“What a year it’s been. Emotionally, it’s often made me think of my own family’s diasporic journey. When my parents immigrated from India to the US all those years ago with my then-Bombay-baby now-Mainer brother — arriving to a place where no one looked like them — it was six epic years before they saw their own parents again, or even spoke to them (this was the 60s; our family in India didn’t have phones till iPhones, let alone social media). 

Growing up, I’d run to the little red mailbox every day, eagerly awaiting my grandfather’s letters, his sitar-stamped pale blue airmail stationary turning our mailbox azure with a faraway sky. Within those triple folds, detailed news of our Bombay beloveds lifted our hearts from the page like origami, and I’d reply with all of our own day-to-days, play by play. Letters: a lifeline. And one that could take a month to arrive either side of the Atlantic.

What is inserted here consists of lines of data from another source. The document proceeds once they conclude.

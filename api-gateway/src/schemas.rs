//! Request and response schemas for the insurance endpoint
//!
//! Field-level checks (string lengths, year range, decimal precision) live
//! here and answer with 422. Business rules stay in the domain crates and
//! answer with 400.

use carquote_common::{Car, CarAttributes, Money, Percentage, QuoteError};
use carquote_underwriting::{InsuranceQuote, QuoteRequest, UnderwritingDefaults};
use rust_decimal::Decimal;
use serde::{Deserialize, Serialize};
use thiserror::Error;

/// Earliest accepted model year
pub const MIN_YEAR: i32 = 1900;

/// Most decimal places accepted for monetary input
pub const MONEY_SCALE: u32 = 2;

/// Most significant digits accepted for a car value
pub const MAX_VALUE_DIGITS: u32 = 12;

/// Most significant digits accepted for a broker fee
pub const MAX_FEE_DIGITS: u32 = 10;

/// Request field validation errors
#[derive(Debug, Error, Clone, PartialEq, Eq)]
pub enum ValidationError {
    #[error("{field} must be between {min} and {max} characters")]
    Length {
        field: &'static str,
        min: usize,
        max: usize,
    },

    #[error("year must be between {min} and {max}")]
    Year { min: i32, max: i32 },

    #[error("{field} must have at most {max} decimal places")]
    Precision { field: &'static str, max: u32 },

    #[error("{field} must have at most {max} digits")]
    Digits { field: &'static str, max: u32 },
}

/// Body of `POST /api/v1/insurance/calculate`
///
/// Decimals are accepted as JSON strings or numbers. Omitted rates fall back
/// to the configured defaults.
#[derive(Debug, Clone, Deserialize)]
pub struct InsuranceRequest {
    /// Vehicle manufacturer
    pub make: String,
    /// Vehicle model
    pub model: String,
    /// Model year
    pub year: i32,
    /// Current market value
    pub value: Decimal,
    /// Currency of `value` and `broker_fee`
    pub currency: Option<String>,
    /// Base rate override (0.005 = 0.5%)
    pub base_rate: Option<Decimal>,
    /// Coverage share override (0.0 - 1.0)
    pub coverage_percentage: Option<Decimal>,
    /// Deductible share of the coverage amount (0.0 - 1.0)
    pub deductible_percentage: Option<Decimal>,
    /// Broker commission added to the premium
    pub broker_fee: Option<Decimal>,
}

impl InsuranceRequest {
    /// Check field shapes against `current_year`
    pub fn validate(&self, current_year: i32) -> Result<(), ValidationError> {
        check_length("make", &self.make, 2, 50)?;
        check_length("model", &self.model, 1, 50)?;

        if !(MIN_YEAR..=current_year).contains(&self.year) {
            return Err(ValidationError::Year {
                min: MIN_YEAR,
                max: current_year,
            });
        }

        check_money("value", self.value, MAX_VALUE_DIGITS)?;
        if let Some(fee) = self.broker_fee {
            check_money("broker_fee", fee, MAX_FEE_DIGITS)?;
        }

        Ok(())
    }

    /// Turn the payload into a domain quote request
    pub fn into_quote_request(
        self,
        defaults: &UnderwritingDefaults,
    ) -> Result<QuoteRequest, QuoteError> {
        let currency = defaults.resolve_currency(self.currency.as_deref())?;
        let attributes = CarAttributes::new(self.make, self.model, self.year);
        let car = Car::from_amount(self.value, &currency, attributes)?;

        let mut request = QuoteRequest::new(car);
        if let Some(rate) = self.base_rate {
            request = request.with_base_rate(Percentage::new(rate)?);
        }
        if let Some(coverage) = self.coverage_percentage {
            request = request.with_coverage(Percentage::new(coverage)?);
        }
        if let Some(deductible) = self.deductible_percentage {
            request = request.with_deductible(Percentage::new(deductible)?);
        }
        if let Some(fee) = self.broker_fee {
            request = request.with_broker_fee(Money::new(fee, &currency)?);
        }

        Ok(request)
    }
}

fn check_length(
    field: &'static str,
    value: &str,
    min: usize,
    max: usize,
) -> Result<(), ValidationError> {
    let len = value.trim().chars().count();
    if len < min || len > max {
        return Err(ValidationError::Length { field, min, max });
    }
    Ok(())
}

fn check_money(field: &'static str, value: Decimal, max_digits: u32) -> Result<(), ValidationError> {
    let normalized = value.normalize();
    if normalized.scale() > MONEY_SCALE {
        return Err(ValidationError::Precision {
            field,
            max: MONEY_SCALE,
        });
    }

    let digits = normalized.mantissa().unsigned_abs().to_string().len() as u32;
    if digits > max_digits {
        return Err(ValidationError::Digits {
            field,
            max: max_digits,
        });
    }
    Ok(())
}

/// Monetary amount as returned to clients
#[derive(Debug, Clone, Serialize)]
pub struct MoneyBody {
    /// Amount with exactly two decimals (e.g., "1200.00")
    pub amount: String,
    /// ISO currency code
    pub currency: String,
    /// Display form (e.g., "USD 1,200.00")
    pub formatted: String,
}

impl From<&Money> for MoneyBody {
    fn from(money: &Money) -> Self {
        Self {
            amount: format!("{:.2}", money.amount()),
            currency: money.currency().to_string(),
            formatted: money.to_string(),
        }
    }
}

/// Vehicle echoed back in the response
#[derive(Debug, Clone, Serialize)]
pub struct VehicleBody {
    pub make: String,
    pub model: String,
    pub year: i32,
    /// Whole years since the model year
    pub age: Option<u32>,
    pub value: MoneyBody,
}

/// Body returned by `POST /api/v1/insurance/calculate`
#[derive(Debug, Clone, Serialize)]
pub struct InsuranceResponse {
    pub vehicle: VehicleBody,
    /// Total premium, broker fee included
    pub premium: MoneyBody,
    /// Insured amount
    pub coverage_amount: MoneyBody,
    /// Base rate as a percentage (e.g., "0.50%")
    pub applied_rate: String,
    /// Coverage share as a percentage (e.g., "80.00%")
    pub coverage_percentage: String,
    /// Premium before the broker fee
    pub base_premium: MoneyBody,
    pub broker_fee: MoneyBody,
    /// Deductible share as a percentage
    pub deductible_percentage: String,
    /// Deductible owed on a claim
    pub deductible: MoneyBody,
}

impl InsuranceResponse {
    pub fn from_quote(car: &Car, quote: &InsuranceQuote, current_year: i32) -> Self {
        let attributes = car.attributes();
        let breakdown = &quote.breakdown;

        Self {
            vehicle: VehicleBody {
                make: attributes.make.clone(),
                model: attributes.model.clone(),
                year: attributes.year,
                age: car.age_at(current_year),
                value: car.value().into(),
            },
            premium: (&quote.premium).into(),
            coverage_amount: (&quote.coverage_amount).into(),
            applied_rate: breakdown.applied_rate.to_string(),
            coverage_percentage: breakdown.coverage_percentage.to_string(),
            base_premium: (&breakdown.base_premium).into(),
            broker_fee: (&breakdown.broker_fee).into(),
            deductible_percentage: breakdown.deductible_percentage.to_string(),
            deductible: (&breakdown.deductible).into(),
        }
    }
}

Back then it felt like a part of us was always…waiting. Oceans away from loved ones like this, our lives thrummed with a constant pulse of longing. A fervent wishing; an endless wondering: When will I see you again? Will I see you again? In many ways, this last pandemic year has reminded me of that ache of the empty mailbox. This wait for word; a lifeline, a sign. And the feverish fuel of hoping and dreaming of one day reuniting with loved ones.”